LG has added another monitor to its line-up: one that is aimed at buttery-smooth seekers. Everything about the choices in this panel speak to high refresh rates and low as possible response times. The 27GK750F-B is a 27″, 16:9 ratio monitor (so no fiddling with some games to remove those pesky black bars form the 21:9 monitors). It features a TN panel and a 1080p resolution, which likely won’t deliver the kind of color accuracy, image clarity, and vibrancy as some other panel technologies and higher resolutions.
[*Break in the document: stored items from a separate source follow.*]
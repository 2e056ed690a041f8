//! Database key type with automatic memory zeroization.
//!
//! [`DatabaseKey`] implements `Zeroize` and `ZeroizeOnDrop` so the key bytes
//! are erased from memory as soon as the last copy goes away.

use zeroize::{Zeroize, ZeroizeOnDrop, Zeroizing};

use crate::error::CryptoError;
use crate::random::generate_key;

/// Size of a database key in bytes.
pub const KEY_SIZE: usize = 32;

/// A 256-bit key protecting an entire database file.
///
/// The type deliberately has no `PartialEq`: keys are only compared through
/// [`DatabaseKey::ct_eq`], which runs in constant time.
#[derive(Clone, Zeroize, ZeroizeOnDrop)]
pub struct DatabaseKey {
    bytes: [u8; KEY_SIZE],
}

impl DatabaseKey {
    /// Generates a new random database key.
    ///
    /// The key is not persisted anywhere.
    pub fn generate() -> Self {
        let key = generate_key();
        Self { bytes: *key }
    }

    /// Creates a database key from raw bytes.
    ///
    /// # Errors
    ///
    /// Returns an error if the input is not exactly 32 bytes.
    pub fn from_bytes(bytes: &[u8]) -> Result<Self, CryptoError> {
        if bytes.len() != KEY_SIZE {
            return Err(CryptoError::InvalidKey(format!(
                "expected {} bytes, got {}",
                KEY_SIZE,
                bytes.len()
            )));
        }

        let mut key_bytes = [0u8; KEY_SIZE];
        key_bytes.copy_from_slice(bytes);

        Ok(Self { bytes: key_bytes })
    }

    /// Parses a key from its 64-character hex form.
    pub fn from_hex(hex_key: &str) -> Result<Self, CryptoError> {
        let raw = Zeroizing::new(
            hex::decode(hex_key.trim()).map_err(|e| CryptoError::InvalidHex(e.to_string()))?,
        );
        Self::from_bytes(&raw)
    }

    /// Returns the raw key bytes.
    ///
    /// Use with caution - the returned slice is not zeroized automatically.
    #[inline]
    pub fn as_bytes(&self) -> &[u8] {
        &self.bytes
    }

    /// Lowercase hex form of the key.
    pub fn to_hex(&self) -> Zeroizing<String> {
        Zeroizing::new(hex::encode(self.bytes))
    }

    /// Raw-key literal understood by SQLCipher: `"x'<64 hex chars>'"`.
    ///
    /// The surrounding double quotes make the literal usable both in
    /// `PRAGMA key = ...` and in `ATTACH DATABASE ... KEY ...`.
    pub fn to_sqlcipher_literal(&self) -> Zeroizing<String> {
        Zeroizing::new(format!("\"x'{}'\"", hex::encode(self.bytes)))
    }

    /// Constant-time comparison of two keys.
    pub fn ct_eq(&self, other: &DatabaseKey) -> bool {
        self.bytes
            .iter()
            .zip(other.bytes.iter())
            .fold(0u8, |acc, (a, b)| acc | (a ^ b))
            == 0
    }
}

impl std::fmt::Debug for DatabaseKey {
    fn fmt(&self, f: &mut std::fmt::Formatter<'_>) -> std::fmt::Result {
        f.debug_struct("DatabaseKey")
            .field("bytes", &"[REDACTED]")
            .finish()
    }
}

/// Compares two optional keys; two absent keys are equal.
pub fn same_key(a: Option<&DatabaseKey>, b: Option<&DatabaseKey>) -> bool {
    match (a, b) {
        (None, None) => true,
        (Some(a), Some(b)) => a.ct_eq(b),
        _ => false,
    }
}

#[cfg(test)]
#[allow(clippy::disallowed_methods)]
mod tests {
    use super::*;

    #[test]
    fn test_database_key_generate() {
        let key = DatabaseKey::generate();
        assert_eq!(key.as_bytes().len(), KEY_SIZE);
    }

    #[test]
    fn test_database_key_from_bytes() {
        let bytes = [0x42u8; KEY_SIZE];
        let key = DatabaseKey::from_bytes(&bytes).unwrap();
        assert_eq!(key.as_bytes(), &bytes);
    }

    #[test]
    fn test_database_key_invalid_length() {
        let bytes = [0u8; 16];
        let result = DatabaseKey::from_bytes(&bytes);
        assert!(matches!(result, Err(CryptoError::InvalidKey(_))));
    }

    #[test]
    fn test_database_key_debug_redacted() {
        let key = DatabaseKey::from_bytes(&[0x42u8; KEY_SIZE]).unwrap();
        let debug_str = format!("{:?}", key);
        assert!(debug_str.contains("[REDACTED]"));
        assert!(!debug_str.contains("42"));
    }

    #[test]
    fn test_hex_roundtrip() {
        let key = DatabaseKey::generate();
        let parsed = DatabaseKey::from_hex(&key.to_hex()).unwrap();
        assert!(key.ct_eq(&parsed));
    }

    #[test]
    fn test_from_hex_rejects_garbage() {
        assert!(matches!(
            DatabaseKey::from_hex("not-hex"),
            Err(CryptoError::InvalidHex(_))
        ));
        assert!(matches!(
            DatabaseKey::from_hex("abcd"),
            Err(CryptoError::InvalidKey(_))
        ));
    }

    #[test]
    fn test_sqlcipher_literal_format() {
        let key = DatabaseKey::from_bytes(&[0xABu8; KEY_SIZE]).unwrap();
        let literal = key.to_sqlcipher_literal();
        assert!(literal.starts_with("\"x'"));
        assert!(literal.ends_with("'\""));
        assert_eq!(literal.len(), 2 * KEY_SIZE + 5);
        assert!(literal.contains(&"ab".repeat(KEY_SIZE)));
    }

    #[test]
    fn test_ct_eq() {
        let key = DatabaseKey::generate();
        let copy = key.clone();
        let other = DatabaseKey::generate();
        assert!(key.ct_eq(&copy));
        assert!(!key.ct_eq(&other));
    }

    #[test]
    fn test_same_key() {
        let key = DatabaseKey::generate();
        assert!(same_key(None, None));
        assert!(same_key(Some(&key), Some(&key.clone())));
        assert!(!same_key(Some(&key), None));
        assert!(!same_key(None, Some(&key)));
    }

    #[test]
    fn test_keys_are_unique() {
        let key1 = DatabaseKey::generate();
        let key2 = DatabaseKey::generate();
        assert_ne!(key1.as_bytes(), key2.as_bytes());
    }
}
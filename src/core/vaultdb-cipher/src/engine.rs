//! Encrypted store engine backed by SQLCipher.
//!
//! The engine offers two primitives: open a file with a key and verify it,
//! and export a file's full contents into a new file under another key.
//! Everything above this module is engine-agnostic.

use std::path::Path;

use async_trait::async_trait;
use sqlx::sqlite::{SqliteConnectOptions, SqliteConnection};
use sqlx::{ConnectOptions, Connection};
use tracing::{debug, warn};
use zeroize::Zeroizing;

use vaultdb_crypto::DatabaseKey;

use crate::error::EngineError;

/// Schema name the export destination is attached under.
const EXPORT_SCHEMA: &str = "migrated";

/// Page-level encrypted embedded SQL engine.
#[async_trait]
pub trait EncryptedStoreEngine: Send + Sync {
    /// Opens `path` with `key` (absent means plaintext), reads the schema and
    /// runs an integrity check. The file is not modified.
    async fn verify(&self, path: &Path, key: Option<&DatabaseKey>) -> Result<(), EngineError>;

    /// Writes the schema and data of `source` into a new file at `dest`.
    ///
    /// `source` is opened with `source_key` and only read from. `dest` is
    /// keyed with `dest_key`, or written as plaintext when it is absent.
    async fn export(
        &self,
        source: &Path,
        source_key: Option<&DatabaseKey>,
        dest: &Path,
        dest_key: Option<&DatabaseKey>,
    ) -> Result<(), EngineError>;
}

/// [`EncryptedStoreEngine`] over the SQLCipher build of SQLite, driven by sqlx.
#[derive(Debug, Clone, Copy, Default)]
pub struct SqlCipherEngine;

impl SqlCipherEngine {
    /// Creates the engine.
    pub fn new() -> Self {
        Self
    }

    /// Opens a single connection to an existing database file.
    ///
    /// The key pragma is the first statement sqlx runs on a new connection.
    /// Statement logging is off so key material never reaches the logs.
    pub async fn connect(
        path: &Path,
        key: Option<&DatabaseKey>,
    ) -> Result<SqliteConnection, EngineError> {
        Ok(Self::options(path, key).connect().await?)
    }

    fn options(path: &Path, key: Option<&DatabaseKey>) -> SqliteConnectOptions {
        let options = SqliteConnectOptions::new()
            .filename(path)
            .create_if_missing(false)
            .disable_statement_logging();

        match key {
            Some(key) => options.pragma("key", key.to_sqlcipher_literal().as_str().to_owned()),
            None => options,
        }
    }

    /// Connection to an existing `source` whose open flags let `ATTACH`
    /// create the export destination.
    async fn connect_for_export(
        source: &Path,
        key: Option<&DatabaseKey>,
    ) -> Result<SqliteConnection, EngineError> {
        // The create flag would also apply to the source itself.
        if !tokio::fs::try_exists(source).await? {
            return Err(EngineError::CantOpen(format!(
                "{} does not exist",
                source.display()
            )));
        }

        Ok(Self::options(source, key)
            .create_if_missing(true)
            .connect()
            .await?)
    }

    async fn close(conn: SqliteConnection) {
        if let Err(e) = conn.close().await {
            warn!(error = %e, "Failed to close database connection");
        }
    }

    async fn verify_on(conn: &mut SqliteConnection) -> Result<(), EngineError> {
        let _tables: i64 = sqlx::query_scalar("SELECT count(*) FROM sqlite_master")
            .fetch_one(&mut *conn)
            .await?;

        let verdict: String = sqlx::query_scalar("PRAGMA integrity_check")
            .fetch_one(&mut *conn)
            .await?;

        if verdict != "ok" {
            return Err(EngineError::Corrupted(verdict));
        }

        Ok(())
    }

    async fn export_on(
        conn: &mut SqliteConnection,
        dest: &Path,
        dest_key: Option<&DatabaseKey>,
    ) -> Result<(), EngineError> {
        let user_version: i64 = sqlx::query_scalar("PRAGMA user_version")
            .fetch_one(&mut *conn)
            .await?;

        let dest = dest
            .to_str()
            .ok_or_else(|| EngineError::Io(format!("non UTF-8 path: {}", dest.display())))?
            .replace('\'', "''");

        let key_literal = match dest_key {
            Some(key) => key.to_sqlcipher_literal(),
            None => Zeroizing::new("''".to_string()),
        };

        let attach = Zeroizing::new(format!(
            "ATTACH DATABASE '{dest}' AS {EXPORT_SCHEMA} KEY {}",
            key_literal.as_str()
        ));
        sqlx::query(attach.as_str())
            .persistent(false)
            .execute(&mut *conn)
            .await?;

        let exported = async {
            sqlx::query(&format!("SELECT sqlcipher_export('{EXPORT_SCHEMA}')"))
                .execute(&mut *conn)
                .await?;

            sqlx::query(&format!(
                "PRAGMA {EXPORT_SCHEMA}.user_version = {user_version}"
            ))
            .execute(&mut *conn)
            .await?;

            Ok::<(), EngineError>(())
        }
        .await;

        let detached = sqlx::query(&format!("DETACH DATABASE {EXPORT_SCHEMA}"))
            .execute(&mut *conn)
            .await;

        exported?;
        detached?;

        debug!(user_version, "Database exported");

        Ok(())
    }
}

#[async_trait]
impl EncryptedStoreEngine for SqlCipherEngine {
    async fn verify(&self, path: &Path, key: Option<&DatabaseKey>) -> Result<(), EngineError> {
        let mut conn = Self::connect(path, key).await?;
        let result = Self::verify_on(&mut conn).await;
        Self::close(conn).await;
        result
    }

    async fn export(
        &self,
        source: &Path,
        source_key: Option<&DatabaseKey>,
        dest: &Path,
        dest_key: Option<&DatabaseKey>,
    ) -> Result<(), EngineError> {
        let mut conn = Self::connect_for_export(source, source_key).await?;
        let result = Self::export_on(&mut conn, dest, dest_key).await;
        Self::close(conn).await;
        result
    }
}
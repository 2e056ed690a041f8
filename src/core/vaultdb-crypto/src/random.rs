//! Cryptographically secure random generation.
//!
//! Uses the operating system's CSPRNG for all random number generation.

use rand::{rngs::OsRng, RngCore};
use zeroize::Zeroizing;

use crate::keys::KEY_SIZE;

/// Generates a cryptographically secure random 256-bit key.
///
/// The key is wrapped in `Zeroizing` to ensure it is cleared from memory when dropped.
pub fn generate_key() -> Zeroizing<[u8; KEY_SIZE]> {
    let mut key = Zeroizing::new([0u8; KEY_SIZE]);
    OsRng.fill_bytes(&mut *key);
    key
}
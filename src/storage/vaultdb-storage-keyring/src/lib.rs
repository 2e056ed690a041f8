//! # vaultdb Storage - Keyring Backend
//!
//! Keeps key slots in the platform credential store (Keychain, Credential
//! Manager, Secret Service) through the `keyring` crate. This is the store
//! meant for real installations: values never touch the data directory.

#![forbid(unsafe_code)]
#![warn(missing_docs)]

use std::collections::HashMap;
use std::sync::{Arc, Mutex};

use async_trait::async_trait;
use keyring::Entry;
use tracing::debug;
use zeroize::Zeroizing;

use vaultdb_storage::{StorageBackend, StorageError};

/// Keyring storage backend.
///
/// Each storage key maps to one credential `(service, key)`. Values are
/// stored hex-encoded since credential stores hold strings.
#[derive(Clone)]
pub struct KeyringBackend {
    service: String,
    entries: Arc<Mutex<HashMap<String, Arc<Entry>>>>,
}

impl KeyringBackend {
    /// Creates a backend storing credentials under `service`.
    ///
    /// # Errors
    ///
    /// Returns an error if the service name is empty.
    pub fn new(service: impl Into<String>) -> Result<Self, StorageError> {
        let service = service.into();
        if service.is_empty() {
            return Err(StorageError::InvalidInput(
                "keyring service name cannot be empty".into(),
            ));
        }

        debug!(service = %service, "Using OS keyring for key slots");

        Ok(Self {
            service,
            entries: Arc::new(Mutex::new(HashMap::new())),
        })
    }

    /// Service name the credentials are filed under.
    pub fn service(&self) -> &str {
        &self.service
    }

    /// One `Entry` per storage key, reused across calls.
    fn entry(&self, key: &str) -> Result<Arc<Entry>, StorageError> {
        let mut entries = self
            .entries
            .lock()
            .map_err(|_| StorageError::ConnectionFailed("keyring entry cache poisoned".into()))?;

        if let Some(entry) = entries.get(key) {
            return Ok(Arc::clone(entry));
        }

        let entry = Arc::new(
            Entry::new(&self.service, key)
                .map_err(|e| StorageError::ConnectionFailed(format!("keyring init: {e}")))?,
        );
        entries.insert(key.to_string(), Arc::clone(&entry));
        Ok(entry)
    }
}

/// Runs a blocking keyring call off the async runtime.
async fn blocking<T, F>(f: F) -> Result<T, StorageError>
where
    F: FnOnce() -> Result<T, StorageError> + Send + 'static,
    T: Send + 'static,
{
    tokio::task::spawn_blocking(f)
        .await
        .map_err(|e| StorageError::Io(format!("keyring task failed: {e}")))?
}

#[async_trait]
impl StorageBackend for KeyringBackend {
    async fn get(&self, key: &str) -> Result<Option<Vec<u8>>, StorageError> {
        let entry = self.entry(key)?;
        let encoded = blocking(move || match entry.get_password() {
            Ok(encoded) => Ok(Some(Zeroizing::new(encoded))),
            Err(keyring::Error::NoEntry) => Ok(None),
            Err(e) => Err(StorageError::QueryFailed(format!("load: {e}"))),
        })
        .await?;

        encoded
            .map(|encoded| {
                hex::decode(encoded.as_str())
                    .map_err(|e| StorageError::QueryFailed(format!("decode stored value: {e}")))
            })
            .transpose()
    }

    async fn put(&self, key: &str, value: &[u8]) -> Result<(), StorageError> {
        let entry = self.entry(key)?;
        let encoded = Zeroizing::new(hex::encode(value));
        blocking(move || {
            entry
                .set_password(&encoded)
                .map_err(|e| StorageError::QueryFailed(format!("store: {e}")))
        })
        .await
    }

    async fn delete(&self, key: &str) -> Result<(), StorageError> {
        let entry = self.entry(key)?;
        blocking(move || match entry.delete_password() {
            Ok(()) | Err(keyring::Error::NoEntry) => Ok(()),
            Err(e) => Err(StorageError::QueryFailed(format!("delete: {e}"))),
        })
        .await
    }
}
NTSC color coverage stands at an acceptable 72%
On the other hand, TN panels allow for much higher refresh rates and lower response times – LG is quoting 2 ms typical, but down to 1ms with backlight strobing enabled, through the use of Motion Blur Reduction (MBR) tech (which doesn’t work with FreeSync enabled, by the way). This is better than most other competing technologies, and the 1080p resolution will help users’ graphics cards to actually deliver up to the 240 frames per second that this display can, well, display. Max brightness of the display stands at 400 cd/m², which is higher than the usual with this kind of panel. To add to the monitor’s gaming and smoothness chops, there’s also AMD’s FreeSync tech at play here, though it’s unclear if there’s a range in which it can be made available, as has been the case with most implementations of the technology.
LG highlights other software features like Black Stabilizer, which makes dark areas lighter and allows for better target acquisition in low-light game environments; Crosshair, which always displays a target point in the center of the screen; and other modes tailored for FPS and RTS genres. The LG 27GK750F-B’s stand features height, tilt, swivel and portrait mode adjustments. Connectivity-wise, we’re looking at 2x HDMI 2.0, 1x DisplayPort 1.2a, and 2x USB 3.0 ports with quick-charge capabilities.
The price for this monitor is interesting for a FreeSync-based, 240 Hz panel: LG is asking that users part with $550. That’s not too bad, is it? Although of course, unless users have the money to buy an RX Vega graphics card, they’ll have to reduce image quality settings on other AMD graphics cards to be able to fully enjoy the 240 Hz this monitor offers.